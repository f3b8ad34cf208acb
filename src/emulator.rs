use log::debug;
use rand::Rng;

use crate::decode::OpCode;
use crate::machine::Machine;
use crate::memory::Addr;

/// Last address a two-byte fetch fits under. A PC at or past this halts
/// the engine instead of faulting; runaway programs just stop.
const PC_LIMIT: Addr = 4094;

impl Machine {
    /// Runs one fetch-decode-execute cycle. Declines to advance while a
    /// key-wait is pending or the program counter has run off the end;
    /// timers keep ticking either way.
    pub fn step(&mut self) {
        if self.waiting_key.is_some() || self.pc >= PC_LIMIT {
            return;
        }
        let at = self.pc;
        let word = self.mem.read_word(at);
        self.pc += 2;
        self.execute(at, OpCode::decode(word));
    }

    fn skip_if(&mut self, cond: bool) {
        if cond {
            self.pc += 2;
        }
    }

    /// Applies one instruction. `at` is the address it was fetched from;
    /// the PC already points at the following instruction.
    fn execute(&mut self, at: Addr, op: OpCode) {
        match op {
            OpCode::Clear => {
                self.fb.clear();
                self.draw_flag = true;
            }
            OpCode::Return => {
                // the stack holds call sites, so resume just past one
                if let Some(addr) = self.stack.pop() {
                    self.pc = addr + 2;
                }
            }
            OpCode::Jump(nnn) => self.pc = nnn,
            OpCode::Call(nnn) => {
                self.stack.push(at);
                self.pc = nnn;
            }
            OpCode::SkipEqImm(x, nn) => self.skip_if(self.regs.get(x) == nn),
            OpCode::SkipNeImm(x, nn) => self.skip_if(self.regs.get(x) != nn),
            OpCode::SkipEqReg(x, y) => self.skip_if(self.regs.get(x) == self.regs.get(y)),
            OpCode::SkipNeReg(x, y) => self.skip_if(self.regs.get(x) != self.regs.get(y)),
            OpCode::LoadImm(x, nn) => self.regs.set(x, nn),
            OpCode::AddImm(x, nn) => {
                // wraps mod 256, carry flag untouched
                self.regs.set(x, self.regs.get(x).wrapping_add(nn));
            }
            OpCode::Move(x, y) => self.regs.set(x, self.regs.get(y)),
            OpCode::Or(x, y) => {
                self.regs.set(x, self.regs.get(x) | self.regs.get(y));
                self.regs.set_flag(0);
            }
            OpCode::And(x, y) => {
                self.regs.set(x, self.regs.get(x) & self.regs.get(y));
                self.regs.set_flag(0);
            }
            OpCode::Xor(x, y) => {
                self.regs.set(x, self.regs.get(x) ^ self.regs.get(y));
                self.regs.set_flag(0);
            }
            OpCode::Add(x, y) => {
                let (sum, carry) = self.regs.get(x).overflowing_add(self.regs.get(y));
                self.regs.set(x, sum);
                self.regs.set_flag(carry as u8);
            }
            OpCode::Sub(x, y) => {
                let (vx, vy) = (self.regs.get(x), self.regs.get(y));
                self.regs.set_flag((vx >= vy) as u8);
                self.regs.set(x, vx.wrapping_sub(vy));
            }
            OpCode::SubN(x, y) => {
                let (vx, vy) = (self.regs.get(x), self.regs.get(y));
                self.regs.set_flag((vy >= vx) as u8);
                self.regs.set(x, vy.wrapping_sub(vx));
            }
            OpCode::ShiftRight(x, y) => {
                let src = if self.options.shift_quirk { y } else { x };
                let val = self.regs.get(src);
                self.regs.set_flag(val & 1);
                self.regs.set(x, val >> 1);
            }
            OpCode::ShiftLeft(x, y) => {
                let src = if self.options.shift_quirk { y } else { x };
                let val = self.regs.get(src);
                self.regs.set_flag(val >> 7);
                self.regs.set(x, val << 1);
            }
            OpCode::SetIndex(nnn) => self.index = nnn,
            OpCode::JumpOffset(nnn) => self.pc = nnn + self.regs.get(0) as u16,
            OpCode::Random(x, nn) => {
                let byte: u8 = self.rng.gen();
                self.regs.set(x, byte & nn);
            }
            OpCode::Draw(x, y, n) => {
                let sprite: Vec<u8> = (0..n)
                    .map(|row| self.mem.get(self.index.wrapping_add(row as u16)))
                    .collect();
                self.regs.set_flag(0);
                if self.fb.blit(self.regs.get(x), self.regs.get(y), &sprite) {
                    self.regs.set_flag(1);
                }
                self.draw_flag = true;
            }
            OpCode::SkipKeyPressed(x) => {
                let key = self.regs.get(x) & 0xF;
                self.skip_if(self.keypad.is_pressed(key));
            }
            OpCode::SkipKeyReleased(x) => {
                let key = self.regs.get(x) & 0xF;
                self.skip_if(!self.keypad.is_pressed(key));
            }
            OpCode::GetDelay(x) => self.regs.set(x, self.delay.get()),
            OpCode::WaitKey(x) => self.waiting_key = Some(x),
            OpCode::SetDelay(x) => self.delay.set(self.regs.get(x)),
            OpCode::SetSound(x) => self.sound.set(self.regs.get(x)),
            OpCode::AddIndex(x) => {
                // I is a full 16-bit register; memory masks on access
                self.index = self.index.wrapping_add(self.regs.get(x) as u16);
            }
            OpCode::FontGlyph(x) => {
                self.index = (self.regs.get(x) & 0xF) as u16 * 5;
            }
            OpCode::StoreBcd(x) => {
                let v = self.regs.get(x);
                self.mem.set(self.index, v / 100);
                self.mem.set(self.index.wrapping_add(1), v / 10 % 10);
                self.mem.set(self.index.wrapping_add(2), v % 10);
            }
            OpCode::StoreRegs(x) => {
                for reg in 0..=x {
                    self.mem
                        .set(self.index.wrapping_add(reg as u16), self.regs.get(reg));
                }
                if self.options.increment_index {
                    self.index = self.index.wrapping_add(x as u16 + 1);
                }
            }
            OpCode::LoadRegs(x) => {
                for reg in 0..=x {
                    let val = self.mem.get(self.index.wrapping_add(reg as u16));
                    self.regs.set(reg, val);
                }
                if self.options.increment_index {
                    self.index = self.index.wrapping_add(x as u16 + 1);
                }
            }
            OpCode::Unknown(word) => {
                debug!("unknown opcode {word:#06x} at {at:#05x}");
            }
        }
    }
}
use std::sync::atomic::{AtomicBool, Ordering};
use std::sync::Arc;

use cpal::traits::{DeviceTrait, HostTrait, StreamTrait};
use cpal::{FromSample, SizedSample, Stream};

/// Audio collaborator: a 440 Hz beeper behind an on/off gate. The output
/// stream runs for the lifetime of the emulator; while the gate is off
/// the callback emits silence. The gate is the only state shared with
/// the audio thread.
pub struct Sound {
    _stream: Stream,
    gate: Arc<AtomicBool>,
}

impl Sound {
    pub fn new() -> Self {
        let host = cpal::default_host();
        let device = host
            .default_output_device()
            .expect("no audio output device available");
        let config = device
            .default_output_config()
            .expect("no default audio output config");

        let gate = Arc::new(AtomicBool::new(false));
        let stream = match config.sample_format() {
            cpal::SampleFormat::I8 => Self::build::<i8>(&device, &config.into(), gate.clone()),
            cpal::SampleFormat::I16 => Self::build::<i16>(&device, &config.into(), gate.clone()),
            cpal::SampleFormat::I32 => Self::build::<i32>(&device, &config.into(), gate.clone()),
            cpal::SampleFormat::I64 => Self::build::<i64>(&device, &config.into(), gate.clone()),
            cpal::SampleFormat::U8 => Self::build::<u8>(&device, &config.into(), gate.clone()),
            cpal::SampleFormat::U16 => Self::build::<u16>(&device, &config.into(), gate.clone()),
            cpal::SampleFormat::U32 => Self::build::<u32>(&device, &config.into(), gate.clone()),
            cpal::SampleFormat::U64 => Self::build::<u64>(&device, &config.into(), gate.clone()),
            cpal::SampleFormat::F32 => Self::build::<f32>(&device, &config.into(), gate.clone()),
            cpal::SampleFormat::F64 => Self::build::<f64>(&device, &config.into(), gate.clone()),
            sample_format => panic!("unsupported sample format '{sample_format}'"),
        };
        stream.play().expect("failed to start audio stream");

        Self {
            _stream: stream,
            gate,
        }
    }

    /// Gate from the timer tick: true while the sound timer is running.
    pub fn set_active(&self, on: bool) {
        self.gate.store(on, Ordering::Relaxed);
    }

    fn build<T>(device: &cpal::Device, config: &cpal::StreamConfig, gate: Arc<AtomicBool>) -> Stream
    where
        T: SizedSample + FromSample<f32>,
    {
        let sample_rate = config.sample_rate.0 as f32;
        let channels = config.channels as usize;

        let mut sample_clock = 0f32;
        let mut next_value = move || {
            sample_clock = (sample_clock + 1.0) % sample_rate;
            (sample_clock * 440.0 * 2.0 * std::f32::consts::PI / sample_rate).sin()
        };

        let err_fn = |err| log::error!("audio stream error: {err}");

        device
            .build_output_stream(
                config,
                move |data: &mut [T], _: &cpal::OutputCallbackInfo| {
                    let on = gate.load(Ordering::Relaxed);
                    for frame in data.chunks_mut(channels) {
                        let value = if on { next_value() } else { 0.0 };
                        let value: T = T::from_sample(value);
                        for sample in frame.iter_mut() {
                            *sample = value;
                        }
                    }
                },
                err_fn,
                None,
            )
            .expect("failed to build audio stream")
    }
}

● ● ● ● ● ● ●

### TRY IT:
Within the material above, find every line containing the word "AtomicBool" and copy it.

### RESULT OF THIS TASK:
use std::sync::atomic::{AtomicBool, Ordering};
    gate: Arc<AtomicBool>,
        let gate = Arc::new(AtomicBool::new(false));
    fn build<T>(device: &cpal::Device, config: &cpal::StreamConfig, gate: Arc<AtomicBool>) -> Stream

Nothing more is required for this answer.